"If one needs to know whatever one must know about anything to bring them closer to it the joy is in the existence of it and the the freedom of arriving to the highest pleasure with it not from it."
Ornette Coleman
Sounds Like
An African-American artist from Brooklyn, New York, simply called M. Lamar,
performed songs that were a cross stylistically between operatic excess,
old-fashioned Negro spirituals and demonic possession.
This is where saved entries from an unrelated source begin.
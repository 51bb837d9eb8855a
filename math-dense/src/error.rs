//! Error taxonomy for precondition failures
//!
//! Numerical outcomes (singular systems, indeterminate substitutions) are not
//! errors and never go through this module; they are returned as ordinary values.

use std::fmt;
use thiserror::Error;

/// A rectangular window in storage coordinates, used to describe operands in errors
#[derive(Debug, Clone, Copy, PartialEq, Eq, Hash)]
pub struct Region {
    pub row_offset: usize,
    pub col_offset: usize,
    pub rows: usize,
    pub cols: usize,
}

impl Region {
    pub fn new(row_offset: usize, col_offset: usize, rows: usize, cols: usize) -> Self {
        Self {
            row_offset,
            col_offset,
            rows,
            cols,
        }
    }
}

impl fmt::Display for Region {
    fn fmt(&self, f: &mut fmt::Formatter<'_>) -> fmt::Result {
        write!(
            f,
            "({}, {}) at [{}, {}]",
            self.rows, self.cols, self.row_offset, self.col_offset
        )
    }
}

/// Errors raised when an operation's preconditions are violated
#[derive(Error, Debug, Clone, PartialEq)]
pub enum MatrixError {
    #[error("matrix {operand} is uninitialized")]
    Uninitialized { operand: &'static str },

    #[error("matrix {operand} has invalid dimensions ({rows}, {cols})")]
    InvalidDimensions {
        operand: &'static str,
        rows: usize,
        cols: usize,
    },

    #[error("matrix {operand} is invalid: {reason}")]
    Invalid {
        operand: &'static str,
        reason: &'static str,
    },

    #[error("window {requested} is out of the bounds ({rows}, {cols}) of matrix {operand}")]
    OutOfBounds {
        operand: &'static str,
        requested: Region,
        rows: usize,
        cols: usize,
    },

    #[error("output {output_name} {output} has an unsafe overlap with {input_name} {input}")]
    UnsafeOverlap {
        output_name: &'static str,
        output: Region,
        input_name: &'static str,
        input: Region,
    },

    #[error("system failure in {call}: {reason}")]
    SystemFailure { call: &'static str, reason: String },
}

/// Discriminant of [`MatrixError`], for callers that only care about the category
#[derive(Debug, Clone, Copy, PartialEq, Eq, Hash)]
pub enum ErrorKind {
    Uninitialized,
    InvalidDimensions,
    Invalid,
    OutOfBounds,
    UnsafeOverlap,
    SystemFailure,
}

impl MatrixError {
    pub fn kind(&self) -> ErrorKind {
        match self {
            Self::Uninitialized { .. } => ErrorKind::Uninitialized,
            Self::InvalidDimensions { .. } => ErrorKind::InvalidDimensions,
            Self::Invalid { .. } => ErrorKind::Invalid,
            Self::OutOfBounds { .. } => ErrorKind::OutOfBounds,
            Self::UnsafeOverlap { .. } => ErrorKind::UnsafeOverlap,
            Self::SystemFailure { .. } => ErrorKind::SystemFailure,
        }
    }
}

pub type Result<T> = std::result::Result<T, MatrixError>;

/// Receives every precondition error before it is returned to the caller
pub trait ErrorReporter: fmt::Debug + Send + Sync {
    fn report(&self, error: &MatrixError);
}

/// Logs errors through the `log` facade and lets the caller handle them
#[derive(Debug, Default, Clone, Copy)]
pub struct LogReporter;

impl ErrorReporter for LogReporter {
    fn report(&self, error: &MatrixError) {
        log::error!("{error}");
    }
}

/// Aborts the current thread on the first error
#[derive(Debug, Default, Clone, Copy)]
pub struct FatalReporter;

impl ErrorReporter for FatalReporter {
    fn report(&self, error: &MatrixError) {
        log::error!("{error}");
        panic!("fatal matrix error: {error}");
    }
}
//! Matrix storage, views and aliasing predicates
//!
//! A [`Matrix`] owns its storage. Every operation works on [`MatrixView`]s,
//! which may alias each other freely; [`crate::safe_output`] decides when an
//! aliased output must be staged through a temporary.

mod overlap;
mod storage;
mod view;

pub(crate) use overlap::{copy_cells, sub_scaled_row};
pub(crate) use storage::{allocate_like, allocate_shape};
pub use storage::Matrix;
pub use view::MatrixView;
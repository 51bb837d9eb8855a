//! Forward and backward substitution over triangular views
//!
//! Both solvers accept any number of right-hand-side columns and may write the
//! solution over their inputs; the safe-output protocol stages the result when
//! the requested aliasing would clobber unread cells.

use crate::dense::MatrixView;
use crate::error::{MatrixError, Result};
use crate::ops::expect_shape;
use crate::safe_output::{OverlapRule, SafeOutput};

/// Whether the triangular factor's diagonal is read or taken as ones
#[derive(Debug, Clone, Copy, PartialEq, Eq, Default)]
pub enum Diagonal {
    #[default]
    Stored,
    /// Implicit unit diagonal (the `L` half of a combined LU buffer)
    Unit,
}

/// Numerical outcome of a solve; not an error
#[derive(Debug, Clone, Copy, PartialEq, Eq)]
pub enum SolveStatus {
    Solved,
    /// A zero pivot leaves some unknowns undetermined
    Indeterminate,
    /// The residual equations of an over-determined system are not satisfied
    Inconsistent,
}

impl SolveStatus {
    pub fn is_solved(self) -> bool {
        self == Self::Solved
    }
}

/// Visit columns so that a same-row, right-shifted output never overwrites
/// right-hand-side cells before they are read
fn column_order(x: &MatrixView<'_>, b: &MatrixView<'_>) -> impl Iterator<Item = usize> {
    let cols = x.cols();
    let reverse = x.overlaps(b)
        && x.row_offset() == b.row_offset()
        && x.col_offset() > b.col_offset();
    (0..cols).map(move |c| if reverse { cols - 1 - c } else { c })
}

fn zero_diagonal(t: &MatrixView<'_>, n: usize) -> Option<usize> {
    (0..n).find(|&i| t.get(i, i) == 0.0)
}

/// Solve `U X = B` for upper triangular `U`, last row first
pub fn back_substitution_into(
    x: &MatrixView<'_>,
    u: &MatrixView<'_>,
    b: &MatrixView<'_>,
    diagonal: Diagonal,
) -> Result<SolveStatus> {
    let n = u.rows();
    expect_shape(u, "U", n, n)?;
    if b.rows() != n {
        return Err(b.context().report(MatrixError::InvalidDimensions {
            operand: "B",
            rows: b.rows(),
            cols: b.cols(),
        }));
    }
    expect_shape(x, "X", b.rows(), b.cols())?;

    if diagonal == Diagonal::Stored {
        if let Some(i) = zero_diagonal(u, n) {
            log::debug!("back substitution: zero diagonal at row {i}");
            return Ok(SolveStatus::Indeterminate);
        }
    }

    let mut safe = SafeOutput::new(*x, "X");
    safe.guard(b, "B", OverlapRule::BottomUp { inclusive: false })?;
    safe.guard(u, "U", OverlapRule::BottomUp { inclusive: true })?;
    let target = safe.target();

    for i in (0..n).rev() {
        for c in column_order(&target, b) {
            let mut value = b.get(i, c);
            for j in (i + 1)..n {
                value -= u.get(i, j) * target.get(j, c);
            }
            if diagonal == Diagonal::Stored {
                value /= u.get(i, i);
            }
            target.set(i, c, value);
        }
    }
    safe.commit();
    Ok(SolveStatus::Solved)
}

/// Solve `L X = B` for lower triangular (possibly tall) `L`, first row first
///
/// Rows of a tall `L` below its square block only combine solved unknowns.
pub fn forward_substitution_into(
    x: &MatrixView<'_>,
    l: &MatrixView<'_>,
    b: &MatrixView<'_>,
    diagonal: Diagonal,
) -> Result<SolveStatus> {
    let (rows, n) = l.shape();
    if b.rows() != rows {
        return Err(b.context().report(MatrixError::InvalidDimensions {
            operand: "B",
            rows: b.rows(),
            cols: b.cols(),
        }));
    }
    expect_shape(x, "X", b.rows(), b.cols())?;

    if n > rows {
        log::debug!("forward substitution: {n} unknowns for {rows} equations");
        return Ok(SolveStatus::Indeterminate);
    }
    if diagonal == Diagonal::Stored {
        if let Some(i) = zero_diagonal(l, n) {
            log::debug!("forward substitution: zero diagonal at row {i}");
            return Ok(SolveStatus::Indeterminate);
        }
    }

    let mut safe = SafeOutput::new(*x, "X");
    safe.guard(b, "B", OverlapRule::TopDown { inclusive: false })?;
    safe.guard(l, "L", OverlapRule::TopDown { inclusive: true })?;
    let target = safe.target();

    for i in 0..rows {
        for c in column_order(&target, b) {
            let mut value = b.get(i, c);
            for j in 0..i.min(n) {
                value -= l.get(i, j) * target.get(j, c);
            }
            if i < n && diagonal == Diagonal::Stored {
                value /= l.get(i, i);
            }
            target.set(i, c, value);
        }
    }
    safe.commit();
    Ok(SolveStatus::Solved)
}

#[cfg(test)]
mod tests {
    use super::*;
    use crate::config::DenseConfig;
    use crate::context::MatrixContext;
    use crate::dense::Matrix;
    use crate::error::ErrorKind;
    use approx::assert_relative_eq;
    use ndarray::array;

    #[test]
    fn test_back_substitution() {
        let u = Matrix::from_array(&array![[2.0, 1.0, -1.0], [0.0, 3.0, 2.0], [0.0, 0.0, 4.0]])
            .unwrap();
        let b = Matrix::from_array(&array![[1.0], [7.0], [8.0]]).unwrap();
        let x = Matrix::zeros(3, 1).unwrap();

        let status = back_substitution_into(&x.view(), &u.view(), &b.view(), Diagonal::Stored)
            .unwrap();
        assert_eq!(status, SolveStatus::Solved);

        let residual = u.to_array().dot(&x.to_array()) - b.to_array();
        for value in residual.iter() {
            assert_relative_eq!(*value, 0.0, epsilon = 1e-12);
        }
    }

    #[test]
    fn test_back_substitution_zero_diagonal() {
        let u = Matrix::from_array(&array![[1.0, 1.0], [0.0, 0.0]]).unwrap();
        let b = Matrix::from_array(&array![[1.0], [1.0]]).unwrap();
        let x = Matrix::zeros(2, 1).unwrap();
        let status = back_substitution_into(&x.view(), &u.view(), &b.view(), Diagonal::Stored)
            .unwrap();
        assert_eq!(status, SolveStatus::Indeterminate);
    }

    #[test]
    fn test_unit_diagonal_ignores_stored_values() {
        let l = Matrix::from_array(&array![[5.0, 0.0], [2.0, 0.0]]).unwrap();
        let b = Matrix::from_array(&array![[1.0, 2.0], [3.0, 4.0]]).unwrap();
        let x = Matrix::zeros(2, 2).unwrap();
        let status = forward_substitution_into(&x.view(), &l.view(), &b.view(), Diagonal::Unit)
            .unwrap();
        assert_eq!(status, SolveStatus::Solved);
        assert_eq!(x.to_array(), array![[1.0, 2.0], [1.0, 0.0]]);
    }

    #[test]
    fn test_forward_substitution_tall() {
        let l = Matrix::from_array(&array![[2.0, 0.0], [1.0, 1.0], [1.0, 2.0]]).unwrap();
        let b = Matrix::from_array(&array![[4.0], [5.0], [9.0]]).unwrap();
        let x = Matrix::zeros(3, 1).unwrap();
        let status = forward_substitution_into(&x.view(), &l.view(), &b.view(), Diagonal::Stored)
            .unwrap();
        assert_eq!(status, SolveStatus::Solved);
        // x0 = 2, x1 = 3, residual row = 9 - (2 + 6)
        assert_eq!(x.to_vec(), vec![2.0, 3.0, 1.0]);
    }

    #[test]
    fn test_forward_substitution_wide_is_indeterminate() {
        let l = Matrix::from_array(&array![[1.0, 0.0, 0.0], [1.0, 1.0, 0.0]]).unwrap();
        let b = Matrix::zeros(2, 1).unwrap();
        let x = Matrix::zeros(2, 1).unwrap();
        let status = forward_substitution_into(&x.view(), &l.view(), &b.view(), Diagonal::Stored)
            .unwrap();
        assert_eq!(status, SolveStatus::Indeterminate);
    }

    #[test]
    fn test_in_place_over_right_hand_side() {
        let u = Matrix::from_array(&array![[1.0, 2.0], [0.0, 1.0]]).unwrap();
        let b = Matrix::from_array(&array![[5.0], [2.0]]).unwrap();
        back_substitution_into(&b.view(), &u.view(), &b.view(), Diagonal::Stored).unwrap();
        assert_eq!(b.to_vec(), vec![1.0, 2.0]);
    }

    fn lower_system() -> (Matrix, Matrix) {
        let l = Matrix::from_array(&array![[2.0, 0.0, 0.0], [1.0, 1.0, 0.0], [1.0, 2.0, 4.0]])
            .unwrap();
        let b = Matrix::from_array(&array![[4.0], [5.0], [12.0]]).unwrap();
        (l, b)
    }

    #[test]
    fn test_forward_substitution_output_below_factor() {
        let (l, b) = lower_system();
        let reference = Matrix::zeros(3, 1).unwrap();
        forward_substitution_into(&reference.view(), &l.view(), &b.view(), Diagonal::Stored)
            .unwrap();
        assert_eq!(reference.to_vec(), vec![2.0, 3.0, 1.0]);

        // L in rows 0..3, X in column 0 of rows 1..4
        let store = Matrix::zeros(4, 3).unwrap();
        let shared_l = store.view().view(0, 0, 3, 3).unwrap();
        shared_l.fill_from_array(&l.to_array()).unwrap();
        let x = store.view().view(1, 0, 3, 1).unwrap();
        let status = forward_substitution_into(&x, &shared_l, &b.view(), Diagonal::Stored).unwrap();
        assert_eq!(status, SolveStatus::Solved);
        assert_eq!(x.to_vec(), reference.to_vec());
    }

    #[test]
    fn test_forward_substitution_output_above_factor_needs_no_staging() {
        let (l, b) = lower_system();
        let config = DenseConfig {
            fix_unsafe_overlaps: false,
            ..DenseConfig::default()
        };
        let context = MatrixContext::new(config);

        // X in column 0 of rows 0..3, L in rows 1..4
        let store = Matrix::zeros_in(4, 3, &context).unwrap();
        let shared_l = store.view().view(1, 0, 3, 3).unwrap();
        shared_l.fill_from_array(&l.to_array()).unwrap();
        let x = store.view().view(0, 0, 3, 1).unwrap();
        let status = forward_substitution_into(&x, &shared_l, &b.view(), Diagonal::Stored).unwrap();
        assert_eq!(status, SolveStatus::Solved);
        assert_eq!(x.to_vec(), vec![2.0, 3.0, 1.0]);

        // the mirrored layout cannot be solved in place
        let store = Matrix::zeros_in(4, 3, &context).unwrap();
        let shared_l = store.view().view(0, 0, 3, 3).unwrap();
        shared_l.fill_from_array(&l.to_array()).unwrap();
        let x = store.view().view(1, 0, 3, 1).unwrap();
        let err = forward_substitution_into(&x, &shared_l, &b.view(), Diagonal::Stored)
            .unwrap_err();
        assert_eq!(err.kind(), ErrorKind::UnsafeOverlap);
    }

    #[test]
    fn test_right_shifted_output_in_same_rows() {
        // B in columns 0..2, X in columns 1..3 of the same storage
        let store = Matrix::from_array(&array![[1.0, 2.0, 0.0], [3.0, 4.0, 0.0]]).unwrap();
        let identity = Matrix::identity(2).unwrap();
        let b = store.view().view(0, 0, 2, 2).unwrap();
        let x = store.view().view(0, 1, 2, 2).unwrap();
        back_substitution_into(&x, &identity.view(), &b, Diagonal::Stored).unwrap();
        assert_eq!(x.to_array(), array![[1.0, 2.0], [3.0, 4.0]]);
    }
}
//! Linear solves on top of an LU decomposition

use super::lu::{LuMode, lu_decompose, lu_decompose_into};
use super::permutation::permute_into;
use super::triangular::{Diagonal, SolveStatus, back_substitution_into, forward_substitution_into};
use crate::dense::{Matrix, MatrixView, allocate_like, allocate_shape};
use crate::error::{MatrixError, Region, Result};
use crate::ops::expect_shape;
use crate::safe_output::{OverlapRule, SafeOutput};

/// Solve `A X = B` from `P` and the combined factors of `A`
///
/// `x` may alias `b`.
pub fn lu_solve_into(
    x: &MatrixView<'_>,
    permutation: &MatrixView<'_>,
    lu: &MatrixView<'_>,
    b: &MatrixView<'_>,
) -> Result<SolveStatus> {
    let n = lu.rows();
    expect_shape(lu, "LU", n, n)?;
    expect_shape(b, "B", n, b.cols())?;
    permute_into(x, b, permutation)?;
    match forward_substitution_into(x, lu, x, Diagonal::Unit)? {
        SolveStatus::Solved => back_substitution_into(x, lu, x, Diagonal::Stored),
        status => Ok(status),
    }
}

/// Allocating form of [`lu_solve_into`]; `None` unless the system is solved
pub fn lu_solve(
    permutation: &MatrixView<'_>,
    lu: &MatrixView<'_>,
    b: &MatrixView<'_>,
) -> Result<Option<Matrix>> {
    let x = allocate_like(b, b.context(), "X")?;
    let status = lu_solve_into(&x.view(), permutation, lu, b)?;
    Ok(status.is_solved().then_some(x))
}

/// Solve from a decomposed augmented matrix `[A | B]`
///
/// `A` takes the first `ab.cols() - x.cols()` columns. Rows whose `A` part
/// vanished during elimination must have a vanishing `B` part, otherwise the
/// system is inconsistent; their unknowns are free and set to zero.
pub fn lu_solve_augmented_into(x: &MatrixView<'_>, ab: &MatrixView<'_>) -> Result<SolveStatus> {
    if x.cols() >= ab.cols() {
        return Err(x.context().report(MatrixError::OutOfBounds {
            operand: "AB",
            requested: Region::new(0, ab.cols().saturating_sub(x.cols()), ab.rows(), x.cols()),
            rows: ab.rows(),
            cols: ab.cols(),
        }));
    }
    let unknowns = ab.cols() - x.cols();
    expect_shape(x, "X", unknowns, x.cols())?;

    let rank = (0..ab.rows().min(unknowns))
        .take_while(|&i| ab.get(i, i) != 0.0)
        .count();
    for i in rank..ab.rows() {
        if (i..unknowns).any(|j| ab.get(i, j) != 0.0) {
            log::debug!("augmented solve: row {i} is not in echelon form");
            return Ok(SolveStatus::Indeterminate);
        }
        if (unknowns..ab.cols()).any(|j| ab.get(i, j) != 0.0) {
            log::debug!("augmented solve: residual row {i} is inconsistent");
            return Ok(SolveStatus::Inconsistent);
        }
    }
    if rank < unknowns {
        log::debug!("augmented solve: {} free unknowns set to zero", unknowns - rank);
    }

    let mut safe = SafeOutput::new(*x, "X");
    safe.guard(ab, "AB", OverlapRule::Disjoint)?;
    let target = safe.target();
    for i in rank..unknowns {
        for c in 0..x.cols() {
            target.set(i, c, 0.0);
        }
    }
    if rank > 0 {
        let status = back_substitution_into(
            &target.view(0, 0, rank, x.cols())?,
            &ab.view(0, 0, rank, rank)?,
            &ab.view(0, unknowns, rank, x.cols())?,
            Diagonal::Stored,
        )?;
        if !status.is_solved() {
            return Ok(status);
        }
    }
    safe.commit();
    Ok(SolveStatus::Solved)
}

/// Solve the augmented system `[A | B]` whose last `rhs_cols` columns hold `B`
///
/// `ab` is left untouched. `None` when no solution can be produced.
pub fn solve_augmented(ab: &MatrixView<'_>, rhs_cols: usize) -> Result<Option<Matrix>> {
    if rhs_cols == 0 || rhs_cols >= ab.cols() {
        return Err(ab.context().report(MatrixError::OutOfBounds {
            operand: "AB",
            requested: Region::new(0, ab.cols().saturating_sub(rhs_cols), ab.rows(), rhs_cols),
            rows: ab.rows(),
            cols: ab.cols(),
        }));
    }
    let work = ab.to_matrix()?;
    let parity = lu_decompose_into(&work.view(), &work.view(), None, LuMode::Lenient)?;
    if parity.is_none() {
        return Ok(None);
    }
    let x = allocate_shape(ab.cols() - rhs_cols, rhs_cols, ab.context(), "X")?;
    let status = lu_solve_augmented_into(&x.view(), &work.view())?;
    Ok(status.is_solved().then_some(x))
}

/// Solve the square system `A X = B`; `None` when `A` is singular
pub fn solve(a: &MatrixView<'_>, b: &MatrixView<'_>) -> Result<Option<Matrix>> {
    expect_shape(a, "A", a.rows(), a.rows())?;
    let decomposition = lu_decompose(a, LuMode::Perfect)?;
    if !decomposition.is_decomposed() {
        return Ok(None);
    }
    decomposition.solve(b)
}
//! Per-matrix runtime context: configuration, allocator and error reporter
//!
//! Every storage carries the context it was created with; operations consult the
//! context of the storage they write to.

use crate::config::DenseConfig;
use crate::error::{ErrorReporter, LogReporter, MatrixError, Result};
use std::fmt;
use std::sync::Arc;

/// Source of element buffers for new matrices and temporaries
pub trait Allocator: fmt::Debug + Send + Sync {
    /// Return a zero-filled buffer of `len` elements
    fn allocate(&self, len: usize) -> Result<Vec<f64>>;
}

/// Heap allocation with fallible reservation
#[derive(Debug, Default, Clone, Copy)]
pub struct HeapAllocator;

impl Allocator for HeapAllocator {
    fn allocate(&self, len: usize) -> Result<Vec<f64>> {
        let mut buffer = Vec::new();
        buffer
            .try_reserve_exact(len)
            .map_err(|e| MatrixError::SystemFailure {
                call: "allocate",
                reason: e.to_string(),
            })?;
        buffer.resize(len, 0.0);
        Ok(buffer)
    }
}

#[derive(Debug, Clone)]
pub struct MatrixContext {
    config: DenseConfig,
    allocator: Arc<dyn Allocator>,
    reporter: Arc<dyn ErrorReporter>,
}

impl Default for MatrixContext {
    fn default() -> Self {
        Self::new(DenseConfig::default())
    }
}

impl MatrixContext {
    pub fn new(config: DenseConfig) -> Self {
        Self {
            config,
            allocator: Arc::new(HeapAllocator),
            reporter: Arc::new(LogReporter),
        }
    }

    pub fn with_allocator(mut self, allocator: Arc<dyn Allocator>) -> Self {
        self.allocator = allocator;
        self
    }

    pub fn with_reporter(mut self, reporter: Arc<dyn ErrorReporter>) -> Self {
        self.reporter = reporter;
        self
    }

    pub fn config(&self) -> &DenseConfig {
        &self.config
    }

    pub fn fixes_unsafe_overlaps(&self) -> bool {
        self.config.fix_unsafe_overlaps
    }

    /// Pass an error to the reporter and hand it back for propagation
    pub fn report(&self, error: MatrixError) -> MatrixError {
        self.reporter.report(&error);
        error
    }

    /// Allocate a zeroed `rows x cols` buffer within the configured limits
    pub(crate) fn allocate(
        &self,
        rows: usize,
        cols: usize,
        operand: &'static str,
    ) -> Result<Vec<f64>> {
        if rows == 0 || cols == 0 || rows > self.config.max_rows || cols > self.config.max_cols {
            return Err(self.report(MatrixError::InvalidDimensions {
                operand,
                rows,
                cols,
            }));
        }
        log::trace!("allocating {operand} ({rows}, {cols})");
        let len = rows * cols;
        let buffer = self.allocator.allocate(len).map_err(|e| self.report(e))?;
        if buffer.len() != len {
            return Err(self.report(MatrixError::SystemFailure {
                call: "allocate",
                reason: format!("requested {len} cells for {operand}, got {}", buffer.len()),
            }));
        }
        Ok(buffer)
    }
}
Lamar's lyrics
attacking gender and racial stereotypes are too risqué to repeat here but they
brought the house down Thursday at SAW as more than 100 people tried to squeeze
into the gallery's tiny performance venue for a truly decadent, undergound
experience.
Ottawa Citizen
Lamar holds and trills his guttural utterances with the marvelous fortitude and surety of a Nina Simone or a Patty Waters. Wearing his blackademia on his form-fitted leather sleeves with equally tight-ass jeans, Lamar places the listener into often uncomfortable situations. I thought at times, bloody black fetuses might climb out of the piano’s guts, slither downstage, sit and stare accusingly at me. Like Kara Walker, or David Hammons, Lamar confronts with history, shuns with narrative, pricks our noses with shameless recall, all the while smiling, his eyes turned to the floor, waiting..........................................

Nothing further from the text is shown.